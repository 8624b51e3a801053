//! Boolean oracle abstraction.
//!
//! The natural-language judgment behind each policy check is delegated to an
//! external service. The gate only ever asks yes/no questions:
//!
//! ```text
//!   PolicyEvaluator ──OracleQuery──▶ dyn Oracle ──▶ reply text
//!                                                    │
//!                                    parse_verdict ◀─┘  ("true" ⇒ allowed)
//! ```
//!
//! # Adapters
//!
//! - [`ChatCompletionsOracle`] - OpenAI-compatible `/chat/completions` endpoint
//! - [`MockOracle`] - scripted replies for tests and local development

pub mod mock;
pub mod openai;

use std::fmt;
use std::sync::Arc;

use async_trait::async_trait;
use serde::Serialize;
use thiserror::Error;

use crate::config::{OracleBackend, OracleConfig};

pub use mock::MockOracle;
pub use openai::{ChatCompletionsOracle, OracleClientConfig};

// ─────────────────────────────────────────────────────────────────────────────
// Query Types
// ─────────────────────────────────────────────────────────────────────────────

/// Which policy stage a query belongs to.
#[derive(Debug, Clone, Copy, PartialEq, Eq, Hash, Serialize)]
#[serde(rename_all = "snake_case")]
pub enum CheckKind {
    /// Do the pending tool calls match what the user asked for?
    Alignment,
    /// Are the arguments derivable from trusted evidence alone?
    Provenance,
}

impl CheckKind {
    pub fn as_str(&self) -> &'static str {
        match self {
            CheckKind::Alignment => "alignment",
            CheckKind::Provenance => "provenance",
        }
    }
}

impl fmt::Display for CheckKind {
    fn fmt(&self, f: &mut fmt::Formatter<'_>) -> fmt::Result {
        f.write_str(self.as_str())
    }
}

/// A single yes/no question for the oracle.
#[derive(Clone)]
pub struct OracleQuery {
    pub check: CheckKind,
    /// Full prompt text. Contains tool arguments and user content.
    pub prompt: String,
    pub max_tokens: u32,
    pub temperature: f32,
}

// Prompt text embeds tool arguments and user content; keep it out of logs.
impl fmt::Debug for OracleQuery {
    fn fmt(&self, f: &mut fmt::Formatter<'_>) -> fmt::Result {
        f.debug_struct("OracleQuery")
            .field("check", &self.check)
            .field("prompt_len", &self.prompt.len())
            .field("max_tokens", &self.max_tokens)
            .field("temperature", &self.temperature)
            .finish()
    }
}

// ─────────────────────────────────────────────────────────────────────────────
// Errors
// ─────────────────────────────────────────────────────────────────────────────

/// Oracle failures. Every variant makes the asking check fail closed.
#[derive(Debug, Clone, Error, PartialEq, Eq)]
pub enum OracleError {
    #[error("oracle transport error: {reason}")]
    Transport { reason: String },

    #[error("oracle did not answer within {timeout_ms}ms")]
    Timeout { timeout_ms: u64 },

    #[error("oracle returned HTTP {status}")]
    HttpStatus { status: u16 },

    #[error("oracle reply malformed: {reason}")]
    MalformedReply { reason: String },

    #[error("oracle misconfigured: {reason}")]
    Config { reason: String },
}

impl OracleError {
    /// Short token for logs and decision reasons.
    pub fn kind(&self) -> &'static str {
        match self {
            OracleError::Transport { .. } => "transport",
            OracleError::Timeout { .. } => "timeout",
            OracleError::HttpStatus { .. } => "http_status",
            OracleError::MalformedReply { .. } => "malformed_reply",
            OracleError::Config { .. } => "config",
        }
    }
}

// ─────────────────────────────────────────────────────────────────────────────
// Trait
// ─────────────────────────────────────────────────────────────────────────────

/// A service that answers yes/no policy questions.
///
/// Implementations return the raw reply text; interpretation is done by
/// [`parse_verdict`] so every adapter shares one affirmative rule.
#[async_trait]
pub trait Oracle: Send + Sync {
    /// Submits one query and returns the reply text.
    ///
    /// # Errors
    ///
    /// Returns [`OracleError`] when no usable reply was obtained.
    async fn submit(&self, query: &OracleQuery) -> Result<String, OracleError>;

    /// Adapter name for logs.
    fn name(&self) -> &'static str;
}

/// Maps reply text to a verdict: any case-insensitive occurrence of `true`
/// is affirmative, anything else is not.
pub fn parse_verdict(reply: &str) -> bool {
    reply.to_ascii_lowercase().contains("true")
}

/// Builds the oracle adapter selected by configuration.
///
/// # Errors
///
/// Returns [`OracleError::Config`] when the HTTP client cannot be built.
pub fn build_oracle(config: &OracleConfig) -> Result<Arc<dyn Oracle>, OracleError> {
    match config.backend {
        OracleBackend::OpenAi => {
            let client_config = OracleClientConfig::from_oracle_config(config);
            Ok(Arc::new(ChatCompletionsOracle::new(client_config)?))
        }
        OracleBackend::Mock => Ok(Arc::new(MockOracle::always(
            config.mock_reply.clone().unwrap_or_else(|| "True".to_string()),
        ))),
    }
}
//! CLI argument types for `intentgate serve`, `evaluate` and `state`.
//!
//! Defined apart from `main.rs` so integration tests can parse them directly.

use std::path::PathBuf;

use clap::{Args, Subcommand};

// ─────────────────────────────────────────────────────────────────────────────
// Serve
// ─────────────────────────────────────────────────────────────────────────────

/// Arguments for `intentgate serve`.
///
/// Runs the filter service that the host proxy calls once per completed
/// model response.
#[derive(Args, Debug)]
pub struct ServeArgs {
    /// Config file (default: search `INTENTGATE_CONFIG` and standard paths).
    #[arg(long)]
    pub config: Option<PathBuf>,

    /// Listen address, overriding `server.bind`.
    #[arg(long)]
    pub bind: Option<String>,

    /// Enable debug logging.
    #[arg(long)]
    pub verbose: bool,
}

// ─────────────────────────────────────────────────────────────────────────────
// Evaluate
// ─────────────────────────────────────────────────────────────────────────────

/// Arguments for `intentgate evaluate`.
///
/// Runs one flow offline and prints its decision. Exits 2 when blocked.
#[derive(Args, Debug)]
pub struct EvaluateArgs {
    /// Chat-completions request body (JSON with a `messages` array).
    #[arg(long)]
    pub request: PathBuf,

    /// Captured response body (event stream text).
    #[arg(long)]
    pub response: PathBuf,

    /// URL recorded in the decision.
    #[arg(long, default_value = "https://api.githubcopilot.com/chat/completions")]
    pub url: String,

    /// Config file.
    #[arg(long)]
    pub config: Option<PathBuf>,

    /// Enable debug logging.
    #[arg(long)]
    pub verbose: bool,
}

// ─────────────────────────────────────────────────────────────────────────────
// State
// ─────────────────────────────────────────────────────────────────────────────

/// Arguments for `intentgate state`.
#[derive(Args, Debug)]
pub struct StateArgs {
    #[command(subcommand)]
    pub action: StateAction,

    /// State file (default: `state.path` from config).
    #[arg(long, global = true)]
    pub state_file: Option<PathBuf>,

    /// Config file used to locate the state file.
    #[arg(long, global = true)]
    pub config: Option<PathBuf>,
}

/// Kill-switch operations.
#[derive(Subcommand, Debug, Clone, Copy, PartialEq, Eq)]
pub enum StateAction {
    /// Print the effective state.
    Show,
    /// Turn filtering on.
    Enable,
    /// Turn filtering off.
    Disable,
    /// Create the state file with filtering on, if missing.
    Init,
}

• _PROBLEM_
Return each line from the entries above that includes "response".

• _SOLUTION TO THIS PROBLEM_
/// model response.
    /// Captured response body (event stream text).
    pub response: PathBuf,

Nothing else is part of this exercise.